A single American paper company, Norpac in the Pacific Northwest, complained last fall that Canadian mills, which supply most of the newsprint in the U.S., were unfairly subsidized by the government there and also were dumping at cut-rate prices here.
Norpac,which had previous favorable rulings from the Commerce Department, got a preliminary judgment in their favor in January. The matter now goes to the International Trade Commission, whose ruling is expected in September, Boyle said. The Commerce Department will issue a separate ruling on the dumping charges in August.
The sequence of events has steadily driven prices higher since late last year. One report puts the average at $655 per metric ton, up from $560 in August. Other producers have increases scheduled for April and May.
An irony of the situation, Boyle said, is that the largest of the five remaining mills in the United States are owned by Canadian producers — so there is not really a substantial U.S. industry to protect.
The postal rate increase has a similarly long fuse. A 10-year review of rates by the Postal Regulatory Commission recommended many rate increases with a formula that was especially tough on "flats" like magazines and catalogues.
The ever-ailing U.S. Postal Service, a freestanding but regulated business, has been losing first-class mail volume as digital communication and bill-paying supplant letters. The postal service's share of Amazon shipping has been a plus. Still it operates at a loss.
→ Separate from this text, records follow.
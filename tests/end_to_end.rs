use std::{fs, io::Write, path::Path};

use sales_ranking::{
    output, Config, Consolidated, GroupRegistry, Identity, Metric, Pipeline, ProductCode, Summary,
    Table,
};

const HEADER: &str = "CODPRODUTO,DESCRICAO,DATA,QTDE,QTDE REAL,Fat Liquido,Lucro / Prej.,RAZAO,VENDEDOR";

/// Twelve sales of three products. 1924 and 8006 are both ACEM; 1830 is on
/// its own and sells less by weight than the two together.
fn export(dir: &Path) -> std::path::PathBuf {
    let mut csv = String::from(HEADER);
    csv.push('\n');
    for day in 1..=4 {
        csv.push_str(&format!("1924,ACEM RESFRIADO,0{day}/05/2025,2,\"20,00\",\"R$ 200,00\",\"R$ 20,00\",CLIENTE {day},ANA\n"));
        csv.push_str(&format!("8006,ACEM CONGELADO,0{day}/05/2025,1,\"15,00\",\"R$ 150,00\",\"R$ 30,00\",CLIENTE {day},BRUNO\n"));
        csv.push_str(&format!("1830,CORACAO DE ALCATRA,0{day}/05/2025,3,\"30,00\",\"R$ 600,00\",\"R$ 90,00\",CLIENTE 1,ANA\n"));
    }
    let path = dir.join("export.csv");
    fs::write(&path, csv).unwrap();
    path
}

fn setup() -> (tempfile::TempDir, Table, GroupRegistry, Config) {
    let dir = tempfile::tempdir().unwrap();
    let config = Config {
        header_row: 0,
        output_dir: dir.path().to_path_buf(),
        ..Config::default()
    };
    let table = Table::from_path(export(dir.path()), &config).unwrap();
    let mut groups = GroupRegistry::new();
    groups.add_group("ACEM", ["1924", "8006"]);
    (dir, table, groups, config)
}

#[test]
fn tonnage_ranking_merges_grouped_products() {
    let (_dir, table, groups, config) = setup();
    assert_eq!(table.rows().len(), 12);
    let report = Pipeline::from_config(&groups, &config).run(&table, Metric::Tonnage);
    assert_eq!(report.pages.len(), 1);
    let entries = &report.pages[0].entries;
    assert_eq!(entries.len(), 2);
    assert_eq!(entries[0].position, 1);
    assert_eq!(entries[0].identity, Identity::Group("ACEM".into()));
    assert_eq!(entries[0].value, 140.0);
    assert_eq!(entries[0].count, 8);
    assert_eq!(entries[1].identity, Identity::Product(ProductCode::from("1830")));
    assert_eq!(entries[1].label, "CORACAO DE ALCATRA");
    assert_eq!(entries[1].value, 120.0);
    assert_eq!(report.total, 260.0);
}

#[test]
fn margin_ranking_uses_ratio_of_sums() {
    let (_dir, table, groups, config) = setup();
    let report = Pipeline::from_config(&groups, &config).run(&table, Metric::Margin);
    let entries = &report.pages[0].entries;
    // ACEM: 200 profit on 1400 revenue; 1830: 360 on 2400
    assert_eq!(entries[0].identity, Identity::Product(ProductCode::from("1830")));
    assert!((entries[0].value - 15.0).abs() < 1e-9);
    assert!((entries[1].value - 200.0 / 1400.0 * 100.0).abs() < 1e-9);
}

#[test]
fn running_twice_writes_identical_reports() {
    let (dir, table, groups, config) = setup();
    let pipeline = Pipeline::from_config(&groups, &config);
    let report_dir = output::create_report_dir(dir.path(), Some(sales_ranking::Period { month: 5, year: 2025 })).unwrap();
    assert!(report_dir.ends_with("Sales Ranking - May 2025"));
    let mut written = Vec::new();
    for _ in 0..2 {
        for metric in Metric::ALL {
            let report = pipeline.run(&table, metric);
            let path = report_dir.join(output::metric_file_name(metric, report.period, config.page_size));
            output::write_atomically(&path, |file| Ok(write!(file, "{report}")?)).unwrap();
            written.push(fs::read_to_string(&path).unwrap());
        }
    }
    let (first, second) = written.split_at(Metric::ALL.len());
    assert_eq!(first, second);
    let mut names: Vec<String> = fs::read_dir(&report_dir)
        .unwrap()
        .map(|e| e.unwrap().file_name().to_string_lossy().into_owned())
        .collect();
    names.sort();
    assert_eq!(
        names,
        [
            "Sales Ranking - Margin - May 2025 - 5 per page.txt",
            "Sales Ranking - Revenue - May 2025 - 5 per page.txt",
            "Sales Ranking - Tonnage - May 2025 - 5 per page.txt",
        ]
    );
}

#[test]
fn summary_and_consolidated_workbook_cover_the_export() {
    let (dir, table, groups, config) = setup();
    let summary = Summary::build(&table, &config.columns).unwrap();
    assert_eq!((summary.customers, summary.salespeople, summary.products), (4, 2, 3));

    let consolidated = Consolidated::build(&table, &groups, &config.columns).unwrap();
    assert_eq!(consolidated.rows.len(), 2);
    assert_eq!(consolidated.rows[0].code(), "GROUP");
    assert_eq!(consolidated.rows[0].average_weight, 140.0 / 12.0);
    assert_eq!(consolidated.rows[1].code(), "1830");

    let path = dir.path().join(output::workbook_file_name(consolidated.period));
    consolidated.write_xlsx(&path).unwrap();
    assert!(fs::metadata(&path).unwrap().len() > 0);
}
President Trump weighed in on the controversy in a December tweet:
"Why is the United States Post Office, which is losing many billions of dollars a year, while charging Amazon and others so little to deliver their packages, making Amazon richer and the Post Office dumber and poorer? Should be charging MUCH MORE!"
The period for public comment closes Friday. A broad group, including non-profits who solicit contributions by mail and greeting card companies, has opposed the changes, but it is the magazine industry that has been leading the charge.
The trade group, MPA, produced a slick 12-page brochure making the case. It argues, among other things, that the punishing increases in periodical rates will be "a drop in the bucket" for USPS revenues and will reduce volume from steady customers as the service needs instead to look harder at cost controls.
Meredith's Harty, in his letter, said that his company's steps to reduce frequency and close some titles to keep costs in line would largely wipe out the hoped-for revenue gains for the service.
The coalition opposing the increase also argues that the service would be operating profitably were it not for a mandate from Congress to fund pensions and retiree health benefits fully as very few other businesses do.
The commission is expected to offer a final ruling this fall, though implementation could be delayed by appeals and lawsuits.
My own view is that both price shocks, even if they get watered down, expose the vulnerability of magazines and newspapers to the unexpected. A resumption of inflation or a recession could be equally challenging. The erosion of print advertising and circulation have played out over years of slow but steady economic growth and moderate increases in costs.
Broadly, this is also one more pressure point to drive both industries to hasten a transition to scaled-back but profitable digital operations, including building a bigger base of paying subscribers. But of course, except for outliers such as the New York Times, that has been proving a tough sell.
I don't see an imminent collapse of print + digital as a strategy, but the vise seems to be tightening one more time.